With my parser, if one works, they all work.
And on for() not being implemented in your parser... When I was done with if(), for() was added just by saying this:
sy_semi=sy_semi->push(')','s'); sy_semi=sy_semi->push(';','s'); sy_semi=sy_semi->push(';','s'); Where if() was done with only the first line of that code.
The only thing you've demonstrated is how something can work once, and then just stop. The only way mine would ever stop working is if I managed to dis-align the code string and token string. But only a real twat would do that.
I'm writing the parser to do exactly what I want done. It's more focused than your all-purpose tree, and works independent of context. The context parsers are the syntax checker and the C Parser. Neither of those need to use a lexer; they are reading the code just as you and I do and writing things down as they go.
It would be aggravating, but doable, to write this GML-C++ formatter parser without doing any sort of lexing. But doing it this way is so much more general...
The only thing I'm not supporting from the entire C++ language with each of these parsers is literal suffixes, as in 100000000L or 0.5f. I find they're unnecessary anyway.
Even things like struct a {}; struct a b; rather than just a b; can all be so greatly generalized this way.
A tree just sounds like a great way to over-complicate things.
Edit: I just tried a simple if statement to see if that'd work, and I noticed that it replaced = with ==. Which was nice, until I noticed it also deletes else{} statements. I'll drop dead before something that stupid happens in my parser. And I don't care how easy it is to fix the goddamn thing. Point is, you somehow managed to delete else(), and that's not the first or only thing you can really fuck up with a token tree.
|
|
« Last Edit: August 20, 2009, 09:13:11 pm by Josh @ Dreamland »
|
Logged
|
"That is the single most cryptic piece of code I have ever seen." -Master PobbleWobble "I disapprove of what you say, but I will defend to the death your right to say it." -Evelyn Beatrice Hall, Friends of Voltaire
|
|
|
|
|
Josh @ Dreamland
|
|
Reply #4 Posted on: August 21, 2009, 08:06:51 pm |
|
|
Prince of all Goldfish
Location: Pittsburgh, PA, USA Joined: Feb 2008
Posts: 2950
|
I'll do all those wonderful things when I, or someone on my team, actually intends to program support for any of them.
And Flash is the only one of those that will require total recoding of the parser; the rest is trivial modification.

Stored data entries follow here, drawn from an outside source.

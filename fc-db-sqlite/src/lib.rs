#[macro_use]
extern crate diesel;

use anyhow::Result as Fallible;
use diesel::{
    connection::SimpleConnection as _,
    r2d2::{self, CustomizeConnection},
    sqlite::SqliteConnection,
};
use diesel_migrations::{embed_migrations, EmbeddedMigrations, MigrationHarness};
use fc_core::{repositories as repo, usecases as uc};
use parking_lot::{RwLock, RwLockReadGuard, RwLockWriteGuard};
use std::{
    cell::{RefCell, RefMut},
    sync::Arc,
};

mod models;
mod repo_impl;
mod schema;

const MIGRATIONS: EmbeddedMigrations = embed_migrations!("./migrations");

type Connection = SqliteConnection;

type ConnectionManager = r2d2::ConnectionManager<Connection>;
type ConnectionPool = r2d2::Pool<ConnectionManager>;
type PooledConnection = r2d2::PooledConnection<ConnectionManager>;

type SharedConnectionPool = Arc<RwLock<ConnectionPool>>;

pub struct DbReadOnly<'a> {
    _locked_pool: RwLockReadGuard<'a, ConnectionPool>,
    conn: RefCell<PooledConnection>,
}

impl<'a> DbReadOnly<'a> {
    fn try_new(pool: &'a SharedConnectionPool) -> Fallible<Self> {
        let locked_pool = pool.read();
        let conn = locked_pool.get().inspect_err(|err| {
            log::error!("Failed to obtain pooled database connection for read-only access: {err}");
        })?;
        Ok(Self {
            _locked_pool: locked_pool,
            conn: RefCell::new(conn),
        })
    }
}

pub struct DbReadWrite<'a> {
    _locked_pool: RwLockWriteGuard<'a, ConnectionPool>,
    conn: RefCell<PooledConnection>,
}

pub struct DbConnection<'a> {
    conn: RefCell<&'a mut SqliteConnection>,
}

impl<'a> DbConnection<'a> {
    fn new(conn: &'a mut SqliteConnection) -> Self {
        Self {
            conn: RefCell::new(conn),
        }
    }
}

impl<'a> DbReadWrite<'a> {
    fn try_new(pool: &'a SharedConnectionPool) -> Fallible<Self> {
        let locked_pool = pool.write();
        let conn = locked_pool.get().inspect_err(|err| {
            log::error!("Failed to obtain pooled database connection for read/write access: {err}");
        })?;
        Ok(Self {
            _locked_pool: locked_pool,
            conn: RefCell::new(conn),
        })
    }

    /// Runs all writes of a use case atomically.
    ///
    /// The error of the use case is captured and returned
    /// after the transaction has been rolled back.
    pub fn transaction<T, F, E>(&mut self, f: F) -> Result<T, uc::Error>
    where
        F: FnOnce(&DbConnection) -> Result<T, E>,
        E: Into<uc::Error>,
    {
        let mut usecase_error = None;
        use diesel::Connection;
        // The connection is passed into the transaction closure.
        // It cannot be borrowed twice and is therefore handed
        // along into the FnOnce() closure.
        self.conn
            .borrow_mut()
            .transaction(|conn| {
                f(&DbConnection::new(conn))
                    .map_err(Into::into)
                    .map_err(|err| {
                        usecase_error = Some(err);
                        diesel::result::Error::RollbackTransaction
                    })
            })
            .map_err(|err| {
                if let Some(usecase_error) = usecase_error {
                    debug_assert!(matches!(err, diesel::result::Error::RollbackTransaction));
                    usecase_error
                } else {
                    uc::Error::Repo(repo_impl::from_diesel_err(err))
                }
            })
    }

    fn sqlite_conn(&self) -> RefMut<PooledConnection> {
        self.conn.borrow_mut()
    }
}

#[derive(Clone)]
pub struct Connections {
    // Only a single connection with write access will be
    // handed out at a time from the pool. Multiple read
    // connections can be accessed concurrently. This locking
    // pattern around the connection pool prevents SQLITE_LOCKED
    // ("database is locked") errors.
    pool: SharedConnectionPool,
}

/// Configure the database engine
///
/// Some values like the text encoding can only be changed once after the
/// database has initially been created.
pub fn initialize_database(connection: &mut SqliteConnection) -> Fallible<()> {
    connection.batch_execute(
        r#"
PRAGMA journal_mode = WAL;        -- better write-concurrency
PRAGMA synchronous = NORMAL;      -- fsync only in critical moments, safe for journal_mode = WAL
PRAGMA wal_autocheckpoint = 1000; -- write WAL changes back every 1000 pages (default)
PRAGMA wal_checkpoint(TRUNCATE);  -- free some space by truncating possibly massive WAL files from the last run
PRAGMA secure_delete = 0;         -- avoid some disk I/O
PRAGMA automatic_index = 1;       -- detect and log missing indexes
PRAGMA encoding = 'UTF-8';
"#,
    )?;
    Ok(())
}

// Settings that only apply to a single connection and
// need to be repeated for every pooled connection.
#[derive(Debug)]
struct ConnectionSettings;

impl CustomizeConnection<SqliteConnection, r2d2::Error> for ConnectionSettings {
    fn on_acquire(&self, conn: &mut SqliteConnection) -> Result<(), r2d2::Error> {
        conn.batch_execute(
            r#"
PRAGMA foreign_keys = 1;          -- check foreign key constraints
PRAGMA defer_foreign_keys = 1;    -- delay enforcement of foreign key constraints until commit
PRAGMA recursive_triggers = 1;    -- for recursive ON CASCADE DELETE actions
PRAGMA busy_timeout = 5000;
"#,
        )
        .map_err(r2d2::Error::QueryError)
    }
}

impl Connections {
    pub fn init(url: &str, pool_size: u32) -> Fallible<Self> {
        // Establish a test connection before creating the connection pool to fail early.
        // If the given file is inaccessible r2d2 seems to do multiple retries
        // and logs errors instead of simply failing and returning an error immediately.
        use diesel::Connection as _;
        let _ = diesel::SqliteConnection::establish(url)?;
        let manager = ConnectionManager::new(url);
        let pool = ConnectionPool::builder()
            .max_size(pool_size)
            .connection_customizer(Box::new(ConnectionSettings))
            .build(manager)?;
        initialize_database(&mut *pool.get()?)?;
        Ok(Self::new(pool))
    }

    fn new(pool: ConnectionPool) -> Self {
        Self {
            pool: Arc::new(RwLock::new(pool)),
        }
    }

    pub fn shared(&self) -> Fallible<DbReadOnly> {
        DbReadOnly::try_new(&self.pool)
    }

    pub fn exclusive(&self) -> Fallible<DbReadWrite> {
        DbReadWrite::try_new(&self.pool)
    }
}

pub fn run_embedded_database_migrations(conn: DbReadWrite<'_>) -> Fallible<()> {
    log::info!("Running embedded database migrations");
    let mut sqlite_conn = conn.sqlite_conn();
    let applied = sqlite_conn
        .run_pending_migrations(MIGRATIONS)
        .map_err(|err| anyhow::anyhow!("Failed to run database migrations: {err}"))?;
    for version in applied {
        log::debug!("Applied database migration {version}");
    }
    Ok(())
}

The syntax check will still be valid in any of those cases, and looky here, it ruins the entire rest of the project anyway because the only thing I know about Flash is that it's fuck ugly.

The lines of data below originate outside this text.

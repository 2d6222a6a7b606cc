use super::*;
use std::collections::HashMap;

impl<'a> ReviewRepo for DbReadOnly<'a> {
    fn create_review(&self, _review: &Review) -> Result<()> {
        unreachable!();
    }

    fn get_review(&self, id: &Id) -> Result<Review> {
        get_review(&mut self.conn.borrow_mut(), id)
    }
    fn get_reviews(&self, ids: &[&str]) -> Result<Vec<Review>> {
        get_reviews(&mut self.conn.borrow_mut(), ids)
    }
    fn recent_reviews(&self, limit: usize) -> Result<Vec<Review>> {
        recent_reviews(&mut self.conn.borrow_mut(), limit)
    }
    fn reviews_of_restaurant(&self, restaurant_id: &Id) -> Result<Vec<Review>> {
        reviews_of_restaurant(&mut self.conn.borrow_mut(), restaurant_id)
    }
}

impl<'a> ReviewRepo for DbConnection<'a> {
    fn create_review(&self, review: &Review) -> Result<()> {
        create_review(&mut self.conn.borrow_mut(), review)
    }

    fn get_review(&self, id: &Id) -> Result<Review> {
        get_review(&mut self.conn.borrow_mut(), id)
    }
    fn get_reviews(&self, ids: &[&str]) -> Result<Vec<Review>> {
        get_reviews(&mut self.conn.borrow_mut(), ids)
    }
    fn recent_reviews(&self, limit: usize) -> Result<Vec<Review>> {
        recent_reviews(&mut self.conn.borrow_mut(), limit)
    }
    fn reviews_of_restaurant(&self, restaurant_id: &Id) -> Result<Vec<Review>> {
        reviews_of_restaurant(&mut self.conn.borrow_mut(), restaurant_id)
    }
}

fn create_review(conn: &mut SqliteConnection, r: &Review) -> Result<()> {
    let new_review = models::NewReview {
        id: r.id.as_str(),
        author_id: r.author_id.as_str(),
        restaurant_id: r.restaurant_id.as_str(),
        rating: r.rating.into(),
        review_text: &r.text,
        is_promoter_request: r.is_promoter_request,
        created_at: r.created_at.as_millis(),
    };
    diesel::insert_into(schema::reviews::table)
        .values(&new_review)
        .execute(conn)
        .map_err(from_diesel_err)?;
    let photos: Vec<_> = r
        .photo_urls
        .iter()
        .enumerate()
        .map(|(position, url)| models::NewReviewPhoto {
            review_id: r.id.as_str(),
            position: position as i16,
            url: url.as_str(),
        })
        .collect();
    if !photos.is_empty() {
        diesel::insert_into(schema::review_photos::table)
            .values(&photos)
            .execute(conn)
            .map_err(from_diesel_err)?;
    }
    Ok(())
}

fn get_review(conn: &mut SqliteConnection, id: &Id) -> Result<Review> {
    use schema::reviews::dsl;
    let review = dsl::reviews
        .filter(dsl::id.eq(id.as_str()))
        .first::<models::ReviewEntity>(conn)
        .map_err(from_diesel_err)?;
    load_reviews(conn, vec![review])?
        .pop()
        .ok_or(repo::Error::NotFound)
}

fn get_reviews(conn: &mut SqliteConnection, ids: &[&str]) -> Result<Vec<Review>> {
    use schema::reviews::dsl;
    let reviews = dsl::reviews
        .filter(dsl::id.eq_any(ids))
        .load::<models::ReviewEntity>(conn)
        .map_err(from_diesel_err)?;
    load_reviews(conn, reviews)
}

fn recent_reviews(conn: &mut SqliteConnection, limit: usize) -> Result<Vec<Review>> {
    use schema::reviews::dsl;
    let reviews = dsl::reviews
        .order_by((dsl::created_at.desc(), dsl::id.desc()))
        .limit(limit as i64)
        .load::<models::ReviewEntity>(conn)
        .map_err(from_diesel_err)?;
    load_reviews(conn, reviews)
}

fn reviews_of_restaurant(conn: &mut SqliteConnection, restaurant_id: &Id) -> Result<Vec<Review>> {
    use schema::reviews::dsl;
    let reviews = dsl::reviews
        .filter(dsl::restaurant_id.eq(restaurant_id.as_str()))
        .order_by((dsl::created_at.desc(), dsl::id.desc()))
        .load::<models::ReviewEntity>(conn)
        .map_err(from_diesel_err)?;
    load_reviews(conn, reviews)
}

// Attaches the photos to the reviews and preserves their order.
fn load_reviews(conn: &mut SqliteConnection, reviews: Vec<models::ReviewEntity>) -> Result<Vec<Review>> {
    use schema::review_photos::dsl;
    let review_ids: Vec<_> = reviews.iter().map(|r| r.id.as_str()).collect();
    let mut photos: HashMap<String, Vec<Url>> = HashMap::new();
    for photo in dsl::review_photos
        .filter(dsl::review_id.eq_any(&review_ids))
        .order_by((dsl::review_id, dsl::position))
        .load::<models::ReviewPhotoEntity>(conn)
        .map_err(from_diesel_err)?
    {
        let models::ReviewPhotoEntity { review_id, url, .. } = photo;
        if let Some(url) = load_url(url) {
            photos.entry(review_id).or_default().push(url);
        }
    }
    reviews
        .into_iter()
        .map(|r| -> Result<Review> {
            let models::ReviewEntity {
                id,
                author_id,
                restaurant_id,
                rating,
                review_text,
                is_promoter_request,
                created_at,
            } = r;
            let rating = RatingValue::try_new(rating.into())
                .ok_or_else(|| anyhow!("Invalid rating value of review {id}: {rating}"))?;
            let photo_urls = photos.remove(&id).unwrap_or_default();
            Ok(Review {
                id: id.into(),
                author_id: author_id.into(),
                restaurant_id: restaurant_id.into(),
                rating,
                text: review_text,
                photo_urls,
                is_promoter_request,
                created_at: Timestamp::from_millis(created_at),
            })
        })
        .collect()
}
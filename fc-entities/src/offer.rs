use std::{fmt, str::FromStr};

use thiserror::Error;

/// Identifies a restaurant offer like `OFFER_SUMMER15`.
#[derive(Debug, Clone, PartialEq, Eq, PartialOrd, Ord, Hash)]
pub struct OfferId(String);

impl OfferId {
    pub const MAX_LEN: usize = 64;

    pub fn new_unchecked(id: String) -> Self {
        Self(id)
    }

    pub fn as_str(&self) -> &str {
        &self.0
    }
}

#[derive(Debug, Error)]
pub enum OfferIdParseError {
    #[error("empty offer id")]
    Empty,
    #[error("offer id exceeds {} characters", OfferId::MAX_LEN)]
    TooLong,
}

impl FromStr for OfferId {
    type Err = OfferIdParseError;
    fn from_str(s: &str) -> Result<Self, Self::Err> {
        let s = s.trim();
        if s.is_empty() {
            return Err(OfferIdParseError::Empty);
        }
        if s.chars().count() > Self::MAX_LEN {
            return Err(OfferIdParseError::TooLong);
        }
        Ok(Self(s.to_owned()))
    }
}

impl fmt::Display for OfferId {
    fn fmt(&self, f: &mut fmt::Formatter) -> fmt::Result {
        f.write_str(&self.0)
    }
}

impl From<OfferId> for String {
    fn from(from: OfferId) -> Self {
        from.0
    }
}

If it wasn't for integrating the entirety of C++, this parser would have been done within three days of my starting it. I can't think of a good reason to entirely support Flash even if I got hit in the head hard enough to want to support it.

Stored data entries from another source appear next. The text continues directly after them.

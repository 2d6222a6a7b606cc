use super::*;

pub fn register_foodie(
    connections: &sqlite::Connections,
    notify: &dyn NotificationGateway,
    new_user: usecases::NewUser,
) -> Result<User> {
    let user = connections.exclusive()?.transaction(|conn| {
        usecases::register_foodie(conn, new_user).map_err(|err| {
            warn!("Failed to register new foodie: {err}");
            err
        })
    })?;
    notify.notify(NotificationEvent::UserRegistered { user: &user });
    Ok(user)
}

pub fn register_restaurant_owner(
    connections: &sqlite::Connections,
    notify: &dyn NotificationGateway,
    new_user: usecases::NewUser,
) -> Result<(User, Restaurant)> {
    let (user, restaurant) = connections.exclusive()?.transaction(|conn| {
        usecases::register_restaurant_owner(conn, new_user).map_err(|err| {
            warn!("Failed to register new restaurant owner: {err}");
            err
        })
    })?;
    notify.notify(NotificationEvent::UserRegistered { user: &user });
    Ok((user, restaurant))
}

#[cfg(test)]
mod tests {
    use super::super::tests::prelude::*;

    fn new_user(email: &str) -> usecases::NewUser {
        usecases::NewUser {
            username: "Luigi".into(),
            email: email.into(),
            password: "secret".into(),
        }
    }

    #[test]
    fn register_owner_with_placeholder_restaurant() {
        let fixture = BackendFixture::new();
        let (owner, restaurant) = flows::register_restaurant_owner(
            &fixture.db_connections,
            &fixture.notify,
            new_user("luigi@example.com"),
        )
        .unwrap();
        assert_eq!(Some(restaurant.id.clone()), owner.restaurant_id);
        assert_eq!("Luigi's Restaurant", restaurant.name);

        let db = fixture.db_connections.shared().unwrap();
        let stored = db.get_user(&owner.id).unwrap();
        assert_eq!(Some(restaurant.id.clone()), stored.restaurant_id);
        assert_eq!(owner.id, db.get_restaurant(&restaurant.id).unwrap().owner_id);
    }

    #[test]
    fn reject_duplicate_email_without_side_effects() {
        let fixture = BackendFixture::new();
        flows::register_foodie(
            &fixture.db_connections,
            &fixture.notify,
            new_user("luigi@example.com"),
        )
        .unwrap();
        let err = flows::register_restaurant_owner(
            &fixture.db_connections,
            &fixture.notify,
            new_user("LUIGI@example.com"),
        )
        .unwrap_err();
        assert!(matches!(
            err,
            AppError::Business(BError::Parameter(usecases::Error::UserExists))
        ));
        let db = fixture.db_connections.shared().unwrap();
        assert_eq!(1, db.count_users().unwrap());
        assert!(db.all_restaurants().unwrap().is_empty());
    }
}
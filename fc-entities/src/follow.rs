use crate::{id::Id, time::Timestamp};

#[derive(Debug, Clone, PartialEq, Eq)]
pub struct Follow {
    pub follower_id: Id,
    pub following_id: Id,
    pub created_at: Timestamp,
}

So basically, Flash and Obj-C are off topic and out of the question.
And, as I said in advance -- as in, before you could even bring it up again -- I don't care how trivial the mistake is. Point is, it was made. You'd have to put out some really, really nasty code to ever make my parser put a semicolon where it doesn't belong, and that's the only mistake it's capable of making.
Where can I see my parser's outcome not being entirely predictable for all audiences?
a = b++ c
That's it. That's the only real ambiguity.
And idiotic mistakes in mine... heh. If it works once, it won't just stop working. Due to everything being done procedurally; each step makes assumptions about how the code is formatted based on the imminent success of the previous.
On the subject of which, I think you missed something from the first thing I said.
a=0b=1c=2 became
a=0;b=1c=2 Note that it only added the semicolon once. The second time, nope. Just keeps ignoring further semicolons. Another simple fix, I say! Look how simple this is to get working if you stare at it with a magnifying glass for hours on end, testing everything over again each time to make sure two definitions in your grammar file aren't conflicting; making sure that no order of statements is going to cause total collapse.
I'll give you this, though: I did forget one thing last time. I totally forgot about allowing .7 as well as 0.7, which led to a semicolon being added. In retrospect, I should have been replacing .0 with 00 anyway, because 0.n is valid. Either way, boy did I feel stupid. That said, never did I manage to leave out half the goddamn code just because of "a single if statement that I left out".
Anyway, feel free to continue working on this. If it beats mine in a benchmark, -- that other silly little factor that just doesn't apply to something so great as a token tree -- I'll be happy to use it. And I know it doesn't matter how fast to you, but let me tell you, it certainly matters to me. Why?
I wish you luck with the C++ part of that. You'll need it. I've heard horror stories from "professionals" who were about as happy to hear of my parser's methodology as you, who tried it with the almighty token tree parser and had a record breaking parser time of ten seconds for an STL header. It'll be pretty hard for me to manage a time like that in one pass.
|
|
|
Logged
|
"That is the single most cryptic piece of code I have ever seen." -Master PobbleWobble "I disapprove of what you say, but I will defend to the death your right to say it." -Evelyn Beatrice Hall, Friends of Voltaire
|
|
|
RetroX
|
|
Reply #5 Posted on: August 21, 2009, 08:20:34 pm |
|
|
Master of all things Linux
Location: US Joined: Apr 2008
Posts: 1055
|
To be honest, after looking at this topic, the code, and the EXE, I had a good laugh.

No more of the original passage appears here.